A single figure is expected: how many lines of the data that follows contain the word "RouteState".

**Saved data entries**.
□ □ □ □ □

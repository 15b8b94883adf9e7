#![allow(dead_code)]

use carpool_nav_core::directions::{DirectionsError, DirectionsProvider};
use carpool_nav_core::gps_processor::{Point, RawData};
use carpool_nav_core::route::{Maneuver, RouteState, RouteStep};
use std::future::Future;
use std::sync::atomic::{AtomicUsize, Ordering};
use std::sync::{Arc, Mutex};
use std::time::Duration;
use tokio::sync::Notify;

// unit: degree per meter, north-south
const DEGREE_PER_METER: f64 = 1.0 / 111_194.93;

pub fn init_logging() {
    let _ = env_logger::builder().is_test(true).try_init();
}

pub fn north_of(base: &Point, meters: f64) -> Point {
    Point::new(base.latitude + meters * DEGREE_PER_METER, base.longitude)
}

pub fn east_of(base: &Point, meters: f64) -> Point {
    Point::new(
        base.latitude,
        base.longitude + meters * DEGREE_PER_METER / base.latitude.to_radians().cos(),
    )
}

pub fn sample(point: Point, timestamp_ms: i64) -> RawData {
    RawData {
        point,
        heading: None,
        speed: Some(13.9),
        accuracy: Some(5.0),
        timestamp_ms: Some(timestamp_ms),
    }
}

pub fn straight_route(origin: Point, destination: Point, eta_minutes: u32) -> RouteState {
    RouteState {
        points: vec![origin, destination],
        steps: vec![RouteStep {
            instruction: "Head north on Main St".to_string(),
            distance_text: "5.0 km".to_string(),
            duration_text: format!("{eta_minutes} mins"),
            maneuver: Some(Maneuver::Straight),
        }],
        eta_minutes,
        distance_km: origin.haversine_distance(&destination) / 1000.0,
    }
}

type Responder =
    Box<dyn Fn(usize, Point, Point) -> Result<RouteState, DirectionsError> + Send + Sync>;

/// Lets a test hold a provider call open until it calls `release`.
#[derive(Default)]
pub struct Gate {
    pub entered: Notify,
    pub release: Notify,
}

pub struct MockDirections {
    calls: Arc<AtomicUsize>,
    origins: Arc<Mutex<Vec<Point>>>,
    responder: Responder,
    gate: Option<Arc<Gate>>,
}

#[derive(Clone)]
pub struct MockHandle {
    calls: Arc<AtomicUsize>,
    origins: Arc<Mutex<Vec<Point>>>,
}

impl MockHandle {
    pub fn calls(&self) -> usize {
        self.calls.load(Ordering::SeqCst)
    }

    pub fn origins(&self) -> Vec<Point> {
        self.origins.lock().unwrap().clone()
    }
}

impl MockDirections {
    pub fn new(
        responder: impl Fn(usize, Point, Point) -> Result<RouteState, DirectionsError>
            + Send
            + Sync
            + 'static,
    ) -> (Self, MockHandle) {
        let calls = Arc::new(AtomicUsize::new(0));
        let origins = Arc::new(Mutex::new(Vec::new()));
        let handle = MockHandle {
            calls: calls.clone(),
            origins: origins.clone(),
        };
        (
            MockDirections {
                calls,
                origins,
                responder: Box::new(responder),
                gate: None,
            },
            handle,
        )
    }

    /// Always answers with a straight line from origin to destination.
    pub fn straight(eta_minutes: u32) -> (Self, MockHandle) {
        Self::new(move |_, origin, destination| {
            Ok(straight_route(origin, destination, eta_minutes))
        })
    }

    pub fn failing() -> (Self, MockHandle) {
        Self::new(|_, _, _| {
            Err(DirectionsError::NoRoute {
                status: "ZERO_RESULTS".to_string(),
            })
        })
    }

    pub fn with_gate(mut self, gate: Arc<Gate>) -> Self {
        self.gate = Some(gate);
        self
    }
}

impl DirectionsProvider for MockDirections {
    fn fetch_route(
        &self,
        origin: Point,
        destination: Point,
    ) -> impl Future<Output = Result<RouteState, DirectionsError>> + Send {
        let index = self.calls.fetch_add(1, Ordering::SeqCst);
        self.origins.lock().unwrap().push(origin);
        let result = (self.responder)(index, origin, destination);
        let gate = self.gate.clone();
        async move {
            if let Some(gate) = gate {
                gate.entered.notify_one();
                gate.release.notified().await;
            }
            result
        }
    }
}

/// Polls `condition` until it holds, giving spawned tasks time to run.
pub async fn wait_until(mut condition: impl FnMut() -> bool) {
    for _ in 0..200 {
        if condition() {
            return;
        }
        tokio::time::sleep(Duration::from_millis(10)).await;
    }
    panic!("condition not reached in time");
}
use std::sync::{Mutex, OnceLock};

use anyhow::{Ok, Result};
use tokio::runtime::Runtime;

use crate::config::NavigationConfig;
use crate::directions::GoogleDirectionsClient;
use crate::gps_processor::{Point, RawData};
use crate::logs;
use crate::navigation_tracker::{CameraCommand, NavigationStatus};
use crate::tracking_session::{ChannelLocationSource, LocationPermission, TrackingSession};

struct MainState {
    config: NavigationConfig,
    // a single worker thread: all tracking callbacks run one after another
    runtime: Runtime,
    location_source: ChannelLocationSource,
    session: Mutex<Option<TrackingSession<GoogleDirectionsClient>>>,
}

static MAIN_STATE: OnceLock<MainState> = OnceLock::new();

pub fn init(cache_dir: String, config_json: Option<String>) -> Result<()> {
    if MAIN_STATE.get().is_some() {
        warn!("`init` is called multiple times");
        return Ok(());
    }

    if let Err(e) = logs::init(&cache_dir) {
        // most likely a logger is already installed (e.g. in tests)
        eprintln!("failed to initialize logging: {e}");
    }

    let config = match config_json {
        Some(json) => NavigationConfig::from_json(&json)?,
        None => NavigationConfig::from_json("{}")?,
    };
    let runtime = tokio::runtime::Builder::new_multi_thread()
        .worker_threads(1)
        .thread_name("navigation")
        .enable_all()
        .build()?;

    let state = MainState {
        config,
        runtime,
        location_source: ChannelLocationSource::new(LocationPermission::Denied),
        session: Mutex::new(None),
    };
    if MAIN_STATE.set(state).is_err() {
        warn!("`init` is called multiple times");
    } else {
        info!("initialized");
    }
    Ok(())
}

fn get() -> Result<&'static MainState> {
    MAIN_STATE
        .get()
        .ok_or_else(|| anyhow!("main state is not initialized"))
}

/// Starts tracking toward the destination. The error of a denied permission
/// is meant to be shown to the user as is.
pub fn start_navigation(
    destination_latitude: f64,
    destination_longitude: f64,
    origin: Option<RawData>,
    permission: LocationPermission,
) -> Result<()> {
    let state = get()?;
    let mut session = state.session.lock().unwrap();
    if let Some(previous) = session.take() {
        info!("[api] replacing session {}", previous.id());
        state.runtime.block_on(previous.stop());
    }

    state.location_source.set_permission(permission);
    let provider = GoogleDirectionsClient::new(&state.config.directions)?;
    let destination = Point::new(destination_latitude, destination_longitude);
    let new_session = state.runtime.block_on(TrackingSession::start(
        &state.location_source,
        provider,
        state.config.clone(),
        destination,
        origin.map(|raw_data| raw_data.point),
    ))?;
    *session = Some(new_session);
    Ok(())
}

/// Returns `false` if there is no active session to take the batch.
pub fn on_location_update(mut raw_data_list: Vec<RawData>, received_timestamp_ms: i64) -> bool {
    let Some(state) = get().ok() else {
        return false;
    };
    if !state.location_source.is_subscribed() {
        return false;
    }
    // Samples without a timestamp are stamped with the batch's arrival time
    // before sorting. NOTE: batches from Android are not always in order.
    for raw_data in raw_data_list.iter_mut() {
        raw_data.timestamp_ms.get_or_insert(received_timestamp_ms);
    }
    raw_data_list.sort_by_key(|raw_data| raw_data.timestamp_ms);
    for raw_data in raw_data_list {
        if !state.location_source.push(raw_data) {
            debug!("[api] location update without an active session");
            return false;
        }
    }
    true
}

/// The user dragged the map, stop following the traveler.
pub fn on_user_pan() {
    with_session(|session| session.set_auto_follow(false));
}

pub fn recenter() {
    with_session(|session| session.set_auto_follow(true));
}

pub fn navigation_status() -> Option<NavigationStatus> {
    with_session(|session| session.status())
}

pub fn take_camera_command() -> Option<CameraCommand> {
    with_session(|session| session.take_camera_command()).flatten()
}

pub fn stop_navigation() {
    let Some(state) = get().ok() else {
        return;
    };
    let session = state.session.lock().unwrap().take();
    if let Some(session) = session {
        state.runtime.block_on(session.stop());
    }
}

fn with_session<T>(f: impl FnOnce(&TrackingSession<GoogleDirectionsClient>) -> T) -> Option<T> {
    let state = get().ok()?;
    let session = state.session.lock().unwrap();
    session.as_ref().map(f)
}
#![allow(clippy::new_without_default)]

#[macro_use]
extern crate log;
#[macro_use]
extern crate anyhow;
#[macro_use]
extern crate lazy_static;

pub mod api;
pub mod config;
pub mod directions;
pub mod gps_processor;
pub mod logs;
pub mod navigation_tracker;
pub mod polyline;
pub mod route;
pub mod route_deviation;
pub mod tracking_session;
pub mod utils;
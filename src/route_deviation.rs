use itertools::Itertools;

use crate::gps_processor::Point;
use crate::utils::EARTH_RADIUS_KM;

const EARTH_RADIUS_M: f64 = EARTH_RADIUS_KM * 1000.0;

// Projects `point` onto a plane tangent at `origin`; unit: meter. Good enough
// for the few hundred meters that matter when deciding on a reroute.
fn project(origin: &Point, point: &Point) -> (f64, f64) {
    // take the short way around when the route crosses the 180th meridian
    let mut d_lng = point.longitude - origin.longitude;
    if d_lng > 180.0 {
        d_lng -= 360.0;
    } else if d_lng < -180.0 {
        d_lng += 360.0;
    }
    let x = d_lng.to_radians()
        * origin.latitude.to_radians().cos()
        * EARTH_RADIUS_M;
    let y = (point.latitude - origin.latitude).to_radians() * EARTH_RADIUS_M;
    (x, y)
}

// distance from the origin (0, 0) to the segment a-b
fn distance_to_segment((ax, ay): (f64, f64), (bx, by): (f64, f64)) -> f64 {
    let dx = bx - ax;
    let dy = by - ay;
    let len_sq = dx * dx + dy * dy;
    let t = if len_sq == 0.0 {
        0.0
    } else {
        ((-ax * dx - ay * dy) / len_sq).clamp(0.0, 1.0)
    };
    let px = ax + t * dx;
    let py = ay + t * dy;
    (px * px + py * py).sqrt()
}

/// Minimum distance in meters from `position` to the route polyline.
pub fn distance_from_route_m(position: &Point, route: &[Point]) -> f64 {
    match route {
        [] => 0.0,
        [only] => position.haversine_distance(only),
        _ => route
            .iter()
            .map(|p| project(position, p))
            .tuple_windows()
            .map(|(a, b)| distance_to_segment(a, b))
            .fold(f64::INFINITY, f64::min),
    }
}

□ □ □ □ □

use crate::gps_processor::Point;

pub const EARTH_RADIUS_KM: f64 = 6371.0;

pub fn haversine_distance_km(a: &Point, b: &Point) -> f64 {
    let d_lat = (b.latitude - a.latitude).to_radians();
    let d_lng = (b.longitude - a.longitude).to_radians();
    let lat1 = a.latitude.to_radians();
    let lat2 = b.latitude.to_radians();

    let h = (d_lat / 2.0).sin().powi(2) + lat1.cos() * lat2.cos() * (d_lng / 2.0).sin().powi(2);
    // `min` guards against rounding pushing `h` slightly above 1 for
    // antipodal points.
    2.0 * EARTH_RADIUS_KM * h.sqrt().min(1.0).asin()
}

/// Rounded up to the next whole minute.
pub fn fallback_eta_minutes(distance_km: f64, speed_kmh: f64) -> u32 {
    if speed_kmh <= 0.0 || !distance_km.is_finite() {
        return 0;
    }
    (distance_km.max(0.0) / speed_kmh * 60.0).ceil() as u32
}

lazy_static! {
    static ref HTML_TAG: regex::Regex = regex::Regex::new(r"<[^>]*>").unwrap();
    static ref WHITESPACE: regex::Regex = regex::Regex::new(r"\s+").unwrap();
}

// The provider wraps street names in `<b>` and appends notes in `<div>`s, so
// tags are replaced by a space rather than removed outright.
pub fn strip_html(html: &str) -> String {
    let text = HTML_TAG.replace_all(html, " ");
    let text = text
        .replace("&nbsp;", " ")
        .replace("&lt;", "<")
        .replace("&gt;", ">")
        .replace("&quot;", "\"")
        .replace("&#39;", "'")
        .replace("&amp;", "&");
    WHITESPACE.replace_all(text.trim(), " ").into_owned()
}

□ □ □ □ □

**Task output**.
6